As many folks did, I attended the midnight release party for Deathly Hallows. But I drove home with tears in my eyes while clutching my copy, because it marked the end of an era. The next morning my deluxe copy was waiting in my mailbox (pre-ordered from Amazon the day it was available). And they now sit on my bookshelf next to the Bloomsbury "adult" version of Half-Blood Prince that I had shipped from the UK.

I not only signed up my kids and I to attend a Harry Potter conference that came to Philadelphia, I signed up within the first two weeks that the conference was announced (nine months early) because I browse fansites daily. And, I wasn't just an attendee. I volunteered to organize the opening and closing feasts and created and ran the Tri-Wizard Tournament. While there I was very proud of my oldest daughter who was chosen to compete (for our "House") in the Jeopardy-style trivia contest because she had the most questions correct on her qualifying quiz for her age group. And I was shocked when my name was announced as the adult contestant for our House! (No-- I didn't win, but I did get to meet the guys who run Mugglenet and their weekly podcast, Mugglecast!-- that's like meeting the Beatles to Harry Potter fans....)

So, now you understand why I call myself "obsessed."

The question is why. I was never the type to be such a fan. I didn't have a favorite rock group, movie, or celebrity when I was a teenager. There was no precedent for me to become obsessed over anything.

I was given the Harry Potter books for Christmas in 2003 (at the time only 5 had been published). Reading became an escape from my mommy duties ( the girls were ages 2 and 4). I quickly became swept up into the world of Hogwarts, and read all five within a month. Then I started to re-read them, because I wasn't ready to leave the wizarding world. I remember the day that I googled Harry Potter. I didn't know about "fandoms" or news blogs or fanfiction. Wow-- what I found online that day changed my life.
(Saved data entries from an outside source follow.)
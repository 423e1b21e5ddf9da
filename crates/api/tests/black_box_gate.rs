//! Black-box tests of the verification gate and auth routes: the real
//! router, a real listener, a real HTTP client.

use std::sync::Arc;

use chrono::{DateTime, Duration as ChronoDuration, Utc};
use jsonwebtoken::{Algorithm, EncodingKey, Header};
use reqwest::StatusCode;
use serde_json::{Value, json};

use masthead_api::app::{AppState, build_app};
use masthead_api::config::AppConfig;
use masthead_api::directory::InMemoryUserDirectory;
use masthead_auth::{AccessClaims, Hs256TokenKeys};
use masthead_core::{Role, UserRecord};

const SECRET: &str = "gate-test-secret";

struct TestServer {
    base_url: String,
    directory: Arc<InMemoryUserDirectory>,
    admin: UserRecord,
    carol: UserRecord,
    ivan: UserRecord,
    handle: tokio::task::JoinHandle<()>,
}

impl TestServer {
    async fn spawn() -> Self {
        let directory = Arc::new(InMemoryUserDirectory::new());

        let admin = UserRecord::new("admin", Role::Admin);
        let carol = UserRecord::new("carol", Role::User);
        let mut ivan = UserRecord::new("ivan", Role::User);
        ivan.is_active = false;

        directory.seed(admin.clone(), "admin-pass");
        directory.seed(carol.clone(), "carol-pass");
        directory.seed(ivan.clone(), "ivan-pass");

        let state = AppState {
            keys: Arc::new(Hs256TokenKeys::new(SECRET.as_bytes())),
            directory: directory.clone(),
            credentials: directory.clone(),
            config: Arc::new(AppConfig::for_tests(SECRET)),
        };

        // Same router as prod, bound to an ephemeral port.
        let app = build_app(state);
        let listener = tokio::net::TcpListener::bind("127.0.0.1:0")
            .await
            .expect("failed to bind ephemeral port");
        let addr = listener.local_addr().unwrap();

        let handle = tokio::spawn(async move {
            axum::serve(listener, app).await.unwrap();
        });

        Self {
            base_url: format!("http://{addr}"),
            directory,
            admin,
            carol,
            ivan,
            handle,
        }
    }

    fn token_for(&self, user: &UserRecord) -> String {
        mint(AccessClaims::for_user(user, Utc::now(), ChronoDuration::minutes(10)))
    }
}

impl Drop for TestServer {
    fn drop(&mut self) {
        self.handle.abort();
    }
}

fn mint(claims: AccessClaims) -> String {
    jsonwebtoken::encode(
        &Header::new(Algorithm::HS256),
        &claims,
        &EncodingKey::from_secret(SECRET.as_bytes()),
    )
    .expect("failed to encode jwt")
}

async fn body(res: reqwest::Response) -> Value {
    res.json().await.unwrap()
}

fn assert_error_shape(body: &Value, code: &str, kind: &str) {
    assert_eq!(body["success"], json!(false));
    assert_eq!(body["code"], json!(code));
    assert_eq!(body["type"], json!(kind));
    assert!(body["error"].is_string());
    assert!(body["timestamp"].is_string());
    assert!(body["details"].is_object());
}

#[tokio::test]
async fn missing_header_is_token_missing() {
    let server = TestServer::spawn().await;
    let res = reqwest::get(format!("{}/auth/me", server.base_url)).await.unwrap();

    assert_eq!(res.status(), StatusCode::UNAUTHORIZED);
    assert_error_shape(&body(res).await, "TOKEN_MISSING", "authentication");
}

#[tokio::test]
async fn wrong_scheme_is_token_malformed() {
    let server = TestServer::spawn().await;
    let res = reqwest::Client::new()
        .get(format!("{}/auth/me", server.base_url))
        .header("Authorization", "Token abc")
        .send()
        .await
        .unwrap();

    assert_eq!(res.status(), StatusCode::UNAUTHORIZED);
    assert_error_shape(&body(res).await, "TOKEN_MALFORMED", "authentication");
}

#[tokio::test]
async fn empty_bearer_token_is_token_missing() {
    let server = TestServer::spawn().await;
    let res = reqwest::Client::new()
        .get(format!("{}/auth/me", server.base_url))
        .header("Authorization", "Bearer ")
        .send()
        .await
        .unwrap();

    assert_eq!(res.status(), StatusCode::UNAUTHORIZED);
    assert_error_shape(&body(res).await, "TOKEN_MISSING", "authentication");
}

#[tokio::test]
async fn expired_token_reports_expiry_detail() {
    let server = TestServer::spawn().await;
    // Expired one second ago; the gate runs with zero leeway.
    let issued = Utc::now() - ChronoDuration::seconds(3601);
    let token = mint(AccessClaims::for_user(
        &server.carol,
        issued,
        ChronoDuration::seconds(3600),
    ));

    let res = reqwest::Client::new()
        .get(format!("{}/auth/me", server.base_url))
        .bearer_auth(token)
        .send()
        .await
        .unwrap();

    assert_eq!(res.status(), StatusCode::UNAUTHORIZED);
    let body = body(res).await;
    assert_error_shape(&body, "TOKEN_EXPIRED", "authentication");
    assert!(body["details"]["expiry"].is_string());
}

#[tokio::test]
async fn garbage_token_is_token_invalid() {
    let server = TestServer::spawn().await;
    let res = reqwest::Client::new()
        .get(format!("{}/auth/me", server.base_url))
        .bearer_auth("definitely.not.a-jwt")
        .send()
        .await
        .unwrap();

    assert_eq!(res.status(), StatusCode::UNAUTHORIZED);
    assert_error_shape(&body(res).await, "TOKEN_INVALID", "authentication");
}

#[tokio::test]
async fn wrong_signature_is_token_invalid() {
    let server = TestServer::spawn().await;
    let claims = AccessClaims::for_user(&server.carol, Utc::now(), ChronoDuration::minutes(10));
    let forged = jsonwebtoken::encode(
        &Header::new(Algorithm::HS256),
        &claims,
        &EncodingKey::from_secret(b"some-other-secret"),
    )
    .unwrap();

    let res = reqwest::Client::new()
        .get(format!("{}/auth/me", server.base_url))
        .bearer_auth(forged)
        .send()
        .await
        .unwrap();

    assert_eq!(res.status(), StatusCode::UNAUTHORIZED);
    let body = body(res).await;
    assert_error_shape(&body, "TOKEN_INVALID", "authentication");
    assert_eq!(body["details"]["reason"], json!("invalid_signature"));
}

#[tokio::test]
async fn unknown_subject_is_user_not_found() {
    let server = TestServer::spawn().await;
    // Valid signature, but the account was never registered.
    let ghost = UserRecord::new("ghost", Role::User);
    let token = server.token_for(&ghost);

    let res = reqwest::Client::new()
        .get(format!("{}/auth/me", server.base_url))
        .bearer_auth(token)
        .send()
        .await
        .unwrap();

    assert_eq!(res.status(), StatusCode::UNAUTHORIZED);
    assert_error_shape(&body(res).await, "USER_NOT_FOUND", "authentication");
}

#[tokio::test]
async fn inactive_account_is_user_inactive() {
    let server = TestServer::spawn().await;
    let token = server.token_for(&server.ivan);

    let res = reqwest::Client::new()
        .get(format!("{}/auth/me", server.base_url))
        .bearer_auth(token)
        .send()
        .await
        .unwrap();

    assert_eq!(res.status(), StatusCode::UNAUTHORIZED);
    assert_error_shape(&body(res).await, "USER_INACTIVE", "authentication");
}

#[tokio::test]
async fn directory_outage_is_authentication_error_not_a_token_code() {
    let server = TestServer::spawn().await;
    let token = server.token_for(&server.carol);
    server.directory.set_unavailable(true);

    let res = reqwest::Client::new()
        .get(format!("{}/auth/me", server.base_url))
        .bearer_auth(token)
        .send()
        .await
        .unwrap();

    assert_eq!(res.status(), StatusCode::INTERNAL_SERVER_ERROR);
    assert_error_shape(&body(res).await, "AUTHENTICATION_ERROR", "internal");
}

#[tokio::test]
async fn regular_user_cannot_create_accounts() {
    let server = TestServer::spawn().await;
    let token = server.token_for(&server.carol);

    let res = reqwest::Client::new()
        .post(format!("{}/users", server.base_url))
        .bearer_auth(token)
        .json(&json!({"username": "newcomer", "role": "user"}))
        .send()
        .await
        .unwrap();

    assert_eq!(res.status(), StatusCode::FORBIDDEN);
    let body = body(res).await;
    assert_error_shape(&body, "PERMISSION_DENIED", "authorization");
    assert_eq!(body["details"]["currentRole"], json!("user"));
    assert_eq!(body["details"]["required"], json!("users:create"));
}

#[tokio::test]
async fn admin_can_create_and_list_accounts() {
    let server = TestServer::spawn().await;
    let token = server.token_for(&server.admin);
    let client = reqwest::Client::new();

    let res = client
        .post(format!("{}/users", server.base_url))
        .bearer_auth(&token)
        .json(&json!({"username": "newcomer", "role": "department_admin"}))
        .send()
        .await
        .unwrap();
    assert_eq!(res.status(), StatusCode::CREATED);
    let created = body(res).await;
    assert_eq!(created["user"]["username"], json!("newcomer"));

    let res = client
        .get(format!("{}/users", server.base_url))
        .bearer_auth(&token)
        .send()
        .await
        .unwrap();
    assert_eq!(res.status(), StatusCode::OK);
    let listing = body(res).await;
    let usernames: Vec<&str> = listing["users"]
        .as_array()
        .unwrap()
        .iter()
        .map(|user| user["username"].as_str().unwrap())
        .collect();
    assert!(usernames.contains(&"newcomer"));
}

#[tokio::test]
async fn login_validate_and_refresh_round_trip() {
    let server = TestServer::spawn().await;
    let client = reqwest::Client::new();

    // Wrong password first.
    let res = client
        .post(format!("{}/auth/login", server.base_url))
        .json(&json!({"username": "carol", "password": "nope"}))
        .send()
        .await
        .unwrap();
    assert_eq!(res.status(), StatusCode::UNAUTHORIZED);
    assert_eq!(body(res).await["code"], json!("INVALID_CREDENTIALS"));

    // Real login.
    let res = client
        .post(format!("{}/auth/login", server.base_url))
        .json(&json!({"username": "carol", "password": "carol-pass"}))
        .send()
        .await
        .unwrap();
    assert_eq!(res.status(), StatusCode::OK);
    let login = body(res).await;
    assert_eq!(login["success"], json!(true));
    let token = login["token"].as_str().unwrap().to_string();
    let expires_at: DateTime<Utc> = login["expires_at"].as_str().unwrap().parse().unwrap();
    assert!(expires_at > Utc::now());

    // The issued token passes the gate.
    let res = client
        .get(format!("{}/auth/validate", server.base_url))
        .bearer_auth(&token)
        .send()
        .await
        .unwrap();
    assert_eq!(res.status(), StatusCode::OK);
    assert_eq!(body(res).await["user"]["username"], json!("carol"));

    // And can be traded for a fresh one.
    let res = client
        .post(format!("{}/auth/refresh", server.base_url))
        .json(&json!({"token": token}))
        .send()
        .await
        .unwrap();
    assert_eq!(res.status(), StatusCode::OK);
    let refreshed = body(res).await;
    let new_token = refreshed["token"].as_str().unwrap();

    let res = client
        .get(format!("{}/auth/me", server.base_url))
        .bearer_auth(new_token)
        .send()
        .await
        .unwrap();
    assert_eq!(res.status(), StatusCode::OK);
}

#[tokio::test]
async fn refresh_accepts_recently_expired_tokens_only_within_grace() {
    let server = TestServer::spawn().await;
    let client = reqwest::Client::new();

    // Expired an hour ago: well inside the 7-day grace window.
    let recent = mint(AccessClaims::for_user(
        &server.carol,
        Utc::now() - ChronoDuration::hours(2),
        ChronoDuration::hours(1),
    ));
    let res = client
        .post(format!("{}/auth/refresh", server.base_url))
        .json(&json!({"token": recent}))
        .send()
        .await
        .unwrap();
    assert_eq!(res.status(), StatusCode::OK);

    // Expired a month ago: outside the grace window.
    let ancient = mint(AccessClaims::for_user(
        &server.carol,
        Utc::now() - ChronoDuration::days(31),
        ChronoDuration::hours(1),
    ));
    let res = client
        .post(format!("{}/auth/refresh", server.base_url))
        .json(&json!({"token": ancient}))
        .send()
        .await
        .unwrap();
    assert_eq!(res.status(), StatusCode::UNAUTHORIZED);
    assert_eq!(body(res).await["code"], json!("TOKEN_EXPIRED"));
}

#[tokio::test]
async fn refresh_rechecks_account_state() {
    let server = TestServer::spawn().await;
    let token = server.token_for(&server.ivan);

    let res = reqwest::Client::new()
        .post(format!("{}/auth/refresh", server.base_url))
        .json(&json!({"token": token}))
        .send()
        .await
        .unwrap();

    assert_eq!(res.status(), StatusCode::UNAUTHORIZED);
    assert_eq!(body(res).await["code"], json!("USER_INACTIVE"));
}

#[tokio::test]
async fn health_needs_no_credentials() {
    let server = TestServer::spawn().await;
    let res = reqwest::get(format!("{}/health", server.base_url)).await.unwrap();
    assert_eq!(res.status(), StatusCode::OK);
}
What draws me to the books is the warm characters, the universal themes, the humor and the darkness, the mysteries, the complexity of so many subplots woven together seamlessly, and last but not least, how the books celebrate motherhood. Yes, I've used many references from HP while parenting. What a great way to describe that gray area between good and evil: Dolores Umbridge. And how about explaining ethnic cleansing to an eight year old.... The sorting hat is a wonderful device to explain how we often categorize people but that unity makes us stronger. And Dumbledore provides many pearls of wisdom: "It is our choices, Harry, that show what we truly are, far more than our abilities" (from Chamber of Secrets) and "It takes a great deal of bravery to stand up to our enemies, but just as much to stand up to our friends" (from Sorcerer's Stone). Not to mention all of the fabulous Latin roots that are used for spells through the books!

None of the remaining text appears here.